» **Task inputs**:
────────

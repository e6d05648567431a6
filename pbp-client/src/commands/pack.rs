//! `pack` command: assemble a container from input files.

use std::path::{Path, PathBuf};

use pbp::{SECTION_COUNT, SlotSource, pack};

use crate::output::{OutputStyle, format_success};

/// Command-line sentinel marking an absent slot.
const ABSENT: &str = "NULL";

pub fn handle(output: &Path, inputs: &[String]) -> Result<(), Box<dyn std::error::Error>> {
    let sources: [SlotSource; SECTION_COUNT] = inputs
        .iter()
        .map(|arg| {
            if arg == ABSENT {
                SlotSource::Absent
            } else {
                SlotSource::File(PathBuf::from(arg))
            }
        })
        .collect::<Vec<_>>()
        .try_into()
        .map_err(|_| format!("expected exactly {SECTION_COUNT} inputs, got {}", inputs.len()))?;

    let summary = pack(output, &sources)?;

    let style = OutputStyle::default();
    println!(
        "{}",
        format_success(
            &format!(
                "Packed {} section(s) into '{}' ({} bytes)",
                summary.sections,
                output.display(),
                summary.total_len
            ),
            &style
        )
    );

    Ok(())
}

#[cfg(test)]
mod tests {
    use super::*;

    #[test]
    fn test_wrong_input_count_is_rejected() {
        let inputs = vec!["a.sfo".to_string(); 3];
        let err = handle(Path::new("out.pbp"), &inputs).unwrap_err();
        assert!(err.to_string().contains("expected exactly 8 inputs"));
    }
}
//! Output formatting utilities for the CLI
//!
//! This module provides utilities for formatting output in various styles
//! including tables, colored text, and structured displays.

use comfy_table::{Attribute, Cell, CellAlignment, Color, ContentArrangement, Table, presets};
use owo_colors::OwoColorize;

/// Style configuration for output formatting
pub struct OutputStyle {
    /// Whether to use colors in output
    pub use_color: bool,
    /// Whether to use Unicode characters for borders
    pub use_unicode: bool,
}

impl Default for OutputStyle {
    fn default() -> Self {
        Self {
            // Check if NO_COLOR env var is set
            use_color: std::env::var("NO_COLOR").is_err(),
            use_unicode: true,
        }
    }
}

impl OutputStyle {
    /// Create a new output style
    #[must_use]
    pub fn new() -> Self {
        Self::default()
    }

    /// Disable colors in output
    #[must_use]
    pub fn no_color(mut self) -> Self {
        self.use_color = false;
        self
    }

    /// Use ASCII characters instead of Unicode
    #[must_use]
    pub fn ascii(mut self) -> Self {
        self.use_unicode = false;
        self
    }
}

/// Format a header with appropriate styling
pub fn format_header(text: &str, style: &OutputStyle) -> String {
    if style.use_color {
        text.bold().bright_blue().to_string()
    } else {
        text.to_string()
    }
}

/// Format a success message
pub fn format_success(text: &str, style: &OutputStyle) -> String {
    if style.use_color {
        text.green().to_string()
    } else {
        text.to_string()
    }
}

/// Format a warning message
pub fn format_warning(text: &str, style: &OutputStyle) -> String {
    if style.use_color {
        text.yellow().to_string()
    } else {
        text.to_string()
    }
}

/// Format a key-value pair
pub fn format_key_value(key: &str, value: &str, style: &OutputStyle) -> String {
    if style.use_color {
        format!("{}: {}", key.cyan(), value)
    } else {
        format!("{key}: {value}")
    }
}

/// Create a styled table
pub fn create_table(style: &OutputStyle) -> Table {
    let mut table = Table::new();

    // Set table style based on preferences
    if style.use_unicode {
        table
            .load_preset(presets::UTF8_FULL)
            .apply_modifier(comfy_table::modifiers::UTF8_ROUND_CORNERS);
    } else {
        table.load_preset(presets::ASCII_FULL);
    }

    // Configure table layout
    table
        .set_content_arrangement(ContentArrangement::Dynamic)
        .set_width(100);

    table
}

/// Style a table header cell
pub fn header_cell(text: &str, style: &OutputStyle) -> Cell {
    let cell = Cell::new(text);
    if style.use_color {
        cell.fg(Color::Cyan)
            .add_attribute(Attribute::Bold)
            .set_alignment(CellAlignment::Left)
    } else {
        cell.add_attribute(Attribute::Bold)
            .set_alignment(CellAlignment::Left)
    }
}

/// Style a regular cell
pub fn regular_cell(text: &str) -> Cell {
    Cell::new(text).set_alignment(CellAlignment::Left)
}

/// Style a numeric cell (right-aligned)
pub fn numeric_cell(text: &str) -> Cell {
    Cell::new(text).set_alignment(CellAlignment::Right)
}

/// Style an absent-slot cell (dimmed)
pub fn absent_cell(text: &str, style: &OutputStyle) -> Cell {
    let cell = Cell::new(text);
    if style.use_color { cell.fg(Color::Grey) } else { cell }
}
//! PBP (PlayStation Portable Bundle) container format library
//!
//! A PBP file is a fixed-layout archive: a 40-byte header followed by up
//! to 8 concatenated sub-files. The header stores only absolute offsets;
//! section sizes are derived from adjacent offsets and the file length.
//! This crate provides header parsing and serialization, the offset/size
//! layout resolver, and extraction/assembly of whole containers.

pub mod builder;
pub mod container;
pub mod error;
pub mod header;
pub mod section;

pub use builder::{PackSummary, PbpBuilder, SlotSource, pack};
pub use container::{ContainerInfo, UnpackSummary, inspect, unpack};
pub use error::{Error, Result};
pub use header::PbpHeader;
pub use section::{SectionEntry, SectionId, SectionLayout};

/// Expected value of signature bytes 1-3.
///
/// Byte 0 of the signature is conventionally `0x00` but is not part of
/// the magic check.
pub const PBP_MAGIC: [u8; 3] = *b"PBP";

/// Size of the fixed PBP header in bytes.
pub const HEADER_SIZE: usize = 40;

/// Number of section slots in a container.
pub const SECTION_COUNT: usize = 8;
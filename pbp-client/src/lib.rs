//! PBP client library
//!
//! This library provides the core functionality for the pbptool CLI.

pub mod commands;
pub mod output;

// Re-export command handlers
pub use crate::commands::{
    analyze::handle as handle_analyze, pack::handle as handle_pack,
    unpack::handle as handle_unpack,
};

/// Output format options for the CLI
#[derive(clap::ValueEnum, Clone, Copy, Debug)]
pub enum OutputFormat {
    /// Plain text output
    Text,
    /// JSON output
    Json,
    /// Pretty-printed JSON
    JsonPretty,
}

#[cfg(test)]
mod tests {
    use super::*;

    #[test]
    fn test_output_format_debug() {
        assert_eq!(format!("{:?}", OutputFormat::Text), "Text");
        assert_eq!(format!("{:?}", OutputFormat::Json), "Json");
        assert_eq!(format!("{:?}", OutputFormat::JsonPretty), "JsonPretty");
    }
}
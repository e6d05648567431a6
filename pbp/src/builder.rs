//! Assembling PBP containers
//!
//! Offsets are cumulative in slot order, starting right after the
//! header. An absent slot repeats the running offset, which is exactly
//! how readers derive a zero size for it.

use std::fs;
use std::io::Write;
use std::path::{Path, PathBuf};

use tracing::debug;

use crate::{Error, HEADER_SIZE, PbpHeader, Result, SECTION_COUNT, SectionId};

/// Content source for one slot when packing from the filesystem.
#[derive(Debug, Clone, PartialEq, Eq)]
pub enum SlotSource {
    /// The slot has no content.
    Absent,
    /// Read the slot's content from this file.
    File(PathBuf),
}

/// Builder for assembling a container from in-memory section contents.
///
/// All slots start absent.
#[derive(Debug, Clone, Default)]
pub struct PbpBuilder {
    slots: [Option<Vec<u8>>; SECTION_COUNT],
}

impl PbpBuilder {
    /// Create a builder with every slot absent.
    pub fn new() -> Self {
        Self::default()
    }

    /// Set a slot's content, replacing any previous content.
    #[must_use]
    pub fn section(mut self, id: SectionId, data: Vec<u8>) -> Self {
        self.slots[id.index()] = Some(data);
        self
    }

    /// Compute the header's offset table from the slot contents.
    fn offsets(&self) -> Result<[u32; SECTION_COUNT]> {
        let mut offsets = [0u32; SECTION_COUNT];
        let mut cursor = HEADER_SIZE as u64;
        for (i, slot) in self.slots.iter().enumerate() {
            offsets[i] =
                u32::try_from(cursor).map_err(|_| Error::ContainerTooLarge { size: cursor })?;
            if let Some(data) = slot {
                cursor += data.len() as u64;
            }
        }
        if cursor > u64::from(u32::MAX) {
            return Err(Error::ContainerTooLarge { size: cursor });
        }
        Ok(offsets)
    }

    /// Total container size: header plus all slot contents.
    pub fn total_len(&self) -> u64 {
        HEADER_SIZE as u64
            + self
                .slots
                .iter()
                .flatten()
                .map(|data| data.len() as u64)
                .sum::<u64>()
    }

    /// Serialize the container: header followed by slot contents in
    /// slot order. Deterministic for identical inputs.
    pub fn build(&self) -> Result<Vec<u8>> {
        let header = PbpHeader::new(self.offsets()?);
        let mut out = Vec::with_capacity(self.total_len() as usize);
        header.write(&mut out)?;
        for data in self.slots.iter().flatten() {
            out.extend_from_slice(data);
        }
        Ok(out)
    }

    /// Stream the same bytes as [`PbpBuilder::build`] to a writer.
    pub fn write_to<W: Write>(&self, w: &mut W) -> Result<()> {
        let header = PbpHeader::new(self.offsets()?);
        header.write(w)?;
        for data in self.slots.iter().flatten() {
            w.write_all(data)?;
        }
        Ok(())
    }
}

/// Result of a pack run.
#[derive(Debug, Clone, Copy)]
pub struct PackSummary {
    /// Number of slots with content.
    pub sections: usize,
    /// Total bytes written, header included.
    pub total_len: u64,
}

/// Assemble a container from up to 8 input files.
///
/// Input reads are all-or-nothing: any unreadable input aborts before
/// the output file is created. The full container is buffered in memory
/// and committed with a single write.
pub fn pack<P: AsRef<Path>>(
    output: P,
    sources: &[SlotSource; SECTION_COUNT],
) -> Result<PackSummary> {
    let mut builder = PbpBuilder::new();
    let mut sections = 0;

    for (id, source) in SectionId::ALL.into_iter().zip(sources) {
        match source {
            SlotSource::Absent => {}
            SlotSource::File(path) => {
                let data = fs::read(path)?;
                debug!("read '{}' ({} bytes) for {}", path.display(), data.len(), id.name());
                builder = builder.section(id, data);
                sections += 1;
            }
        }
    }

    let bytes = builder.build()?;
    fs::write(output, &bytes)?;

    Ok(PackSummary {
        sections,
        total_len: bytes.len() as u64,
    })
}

────────

» **Activity**: Precisely the lines between those holding "cell.add_attribute(Attribute::Bold)" and "pub fn numeric_cell(text: &str)", inclusive, are to be reproduced from the listing above, with nothing added.

» **Task result**:
        cell.add_attribute(Attribute::Bold)
            .set_alignment(CellAlignment::Left)
    }
}

/// Style a regular cell
pub fn regular_cell(text: &str) -> Cell {
    Cell::new(text).set_alignment(CellAlignment::Left)
}

/// Style a numeric cell (right-aligned)
pub fn numeric_cell(text: &str) -> Cell {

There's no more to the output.